Le trouble de Ruby ne semblait pas vouloir s’atténuer. Elle avait du passer un certain temps auprès des gens de la surface, ce qui expliquait sans doute son comportement timide et gêné. Moïra, de plus, était une femme très tactile, et c’était un euphémisme de le dire. Les sirènes n’avaient pas les mêmes mœurs que les habitants de la surface, ce qu’Amphitrite avait remarqué dès qu’elle était arrivée à Nexus. Dans Arcnos, il n’y avait pas l’influence de l’Ordre Immaculé, il n’y avait pas la notion de péché interdit, et le sexe ne permettait pas d’obtenir de nouvelles sirènes. Ce n’était qu’un moyen de plaisir, librement consenti, et c’était d’autant plus marquant que les sirènes étaient généralement nues, ou ne portant que des écailles sur le corps. Amphitrite avait remarqué toute cette différence, et revenir à Arcnos, en ce sens, lui faisait du bien. C’était un spectacle curieux, car elle avait toujours désiré partir Arcnos. La Reine Moïra lui avait dit qu’elle serait déçue, et, si elle avait partiellement raison, Amphitrite avait aussi vu des choses merveilleuses là-haut.
Ruby, de son côté, était toujours aussi timide, restant dans son coin, se contentant de dire qu’elle serait heureuse en servant simplement la Reine d’Arcnos, tout en leur avouant que ses sœurs seraient honorées de savoir qu’elle avait pu voir de si près la Reine d’Arcnos. Moïra se contenta d’un léger sourire amusé.
« J’ignorais qu’Arcnos avait une telle réputation... Mais, en soi, ce n’est pas étonnant. Comme les néréides, nous prions Poséidon. L’Olympien est notre lien entre les habitants de la surface et nous. »
Poséidon était autant vénéré par les humains de la surface que par les sirènes.
« Mère, intervint alors Amphitrite, le temps presse ! Les Sahuagins marchent sur nous ! Zora est encore plus puissante que quand je suis partie !
- Crois-tu que je l’ignore, Amphitrite ? L’océan souffre, j’entends sa plainte... Les pirates se déchaînent à la surface, ainsi que les phénomènes météorologiques intenses... Maelströms, ouragans, cyclones... Zora a pactisé avec des forces bien sombres, et je ne pensais pas que son ambition serait démesurée à ce point. »
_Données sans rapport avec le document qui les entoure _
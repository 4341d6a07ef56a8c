//! Section filters.
//!
//! Pure predicates over a single [`Section`], plus [`SectionFilters`] which
//! ANDs the enabled ones together to prune a section pool before
//! combinations are enumerated.

use crate::catalog::Section;
use crate::time::TimeOfDay;
use serde::{Deserialize, Serialize};
use tracing::trace;

/// Campus designation treated as downtown.
pub const DOWNTOWN_CAMPUS: &str = "Downtown Oshawa";

/// Returns true if any meeting block is held on the downtown campus.
pub fn is_downtown(section: &Section) -> bool {
    is_on_campus(section, DOWNTOWN_CAMPUS)
}

fn is_on_campus(section: &Section, campus: &str) -> bool {
    section.meetings.iter().any(|m| m.campus() == campus)
}

/// Returns true if every meeting block ends at or before `cutoff`.
pub fn is_before(section: &Section, cutoff: TimeOfDay) -> bool {
    section.meetings.iter().all(|m| m.end() <= cutoff)
}

/// Returns true if every meeting block starts at or after `cutoff`.
pub fn is_after(section: &Section, cutoff: TimeOfDay) -> bool {
    section.meetings.iter().all(|m| m.start() >= cutoff)
}

/// Returns true if no seats remain.
pub fn is_closed(section: &Section) -> bool {
    section.enrolled >= section.capacity
}

/// Filter settings applied to a section pool.
///
/// Every enabled criterion must hold for a section to be kept. The default
/// keeps everything.
#[derive(Debug, Clone, Default, PartialEq, Eq, Serialize, Deserialize)]
#[serde(default)]
pub struct SectionFilters {
    /// Keep only sections meeting on the downtown campus
    pub downtown_only: bool,
    /// Campus name used by `downtown_only` instead of [`DOWNTOWN_CAMPUS`]
    pub downtown_campus: Option<String>,
    /// Keep only sections starting at or after this time
    pub not_before: Option<TimeOfDay>,
    /// Keep only sections ending at or before this time
    pub not_after: Option<TimeOfDay>,
    /// Drop sections with no seats remaining
    pub exclude_closed: bool,
}

impl SectionFilters {
    /// Returns true if `section` passes every enabled filter.
    pub fn accepts(&self, section: &Section) -> bool {
        if self.downtown_only {
            let campus = self.downtown_campus.as_deref().unwrap_or(DOWNTOWN_CAMPUS);
            if !is_on_campus(section, campus) {
                trace!("Dropping {}: not on campus {}", section.crn, campus);
                return false;
            }
        }

        if let Some(cutoff) = self.not_before {
            if !is_after(section, cutoff) {
                trace!("Dropping {}: starts before {}", section.crn, cutoff);
                return false;
            }
        }

        if let Some(cutoff) = self.not_after {
            if !is_before(section, cutoff) {
                trace!("Dropping {}: ends after {}", section.crn, cutoff);
                return false;
            }
        }

        if self.exclude_closed && is_closed(section) {
            trace!("Dropping {}: closed", section.crn);
            return false;
        }

        true
    }

    /// Returns the accepted sections, in their original order.
    pub fn apply(&self, sections: &[Section]) -> Vec<Section> {
        sections
            .iter()
            .filter(|s| self.accepts(s))
            .cloned()
            .collect()
    }

    /// Returns true if no filter is enabled.
    pub fn is_noop(&self) -> bool {
        !self.downtown_only
            && self.not_before.is_none()
            && self.not_after.is_none()
            && !self.exclude_closed
    }
}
Moïra croisa les bras, déambulant sur le sol. Sa mère semblait préoccupée, et, à travers sa lente progression d’Arcnos, Amphitrite avait pu voir que les animaux s’y réfugiaient. Il fallait réussir à calmer les ardeurs de Zora, mais, pour ça, Amphitrite devait savoir avec qui cette dernière travaillait. Cependant, peu importe ce qu’elle voudrait, il faudrait commencer par briser l’ost de Zora.
« Zora sera là d’ici quelques jours. Il faudra la repousser, puis contre-attaquer.
- Tu as un plan, Mère ? »
La Reine observa sa fille, et hocha lentement la tête. Ruby était légèrement écartée de leurs échanges, mais ce n’était que provisoire, le temps pour les deux sirènes de s’accorder entre elles.
« Zora s’est alliée avec un pirate redoutable, qui est appelé Erik-le-Commodore. Il contrôle toute une flottille de bateaux-pirates, et a pour refuge un port secret dans les îles. Les Nexusiens le traquent, et, quand nous aurons repoussé Zora, nous les aiderons. Je pense que cet Erik a du s’emparer de quelques artefacts magiques. J’aimerais bien, en fait, que tu diriges les sirènes qui viendront soutenir les Nexusiens. Ce pirate est notre seul piste pour découvrir les alliés de Zora, et pouvoir protéger nos terres. »
C’était un plan hasardeux et dangereux, mais Amphitrite n’en voyait aucun autre. Moïra continuait à marcher, se rapprochant du grand lit-coquillage.
« Tu es une femme douée, Amphitrite... Et je le pense sincèrement. Ta fougue et ton expérience du monde de la surface sont des éléments importants. Je souhaites que tu défendes Arcnos en devenant une Matriarche de notre armée. »
Cette offre de promotion fit rougir Amphitrite, qui ne s’y attendait vraiment pas. Au sein de l’armée, les Matriarches étaient l’équivalent des généraux terriens.
« C’est... C’est un grand honneur, Mère... »
La Reine sourit, tout en commençant à s’étaler sur son lit-coquillage, s’y allongeant. La surface était chaude et douce, avec des espèces de petites algues remuant aux extrémités du lit.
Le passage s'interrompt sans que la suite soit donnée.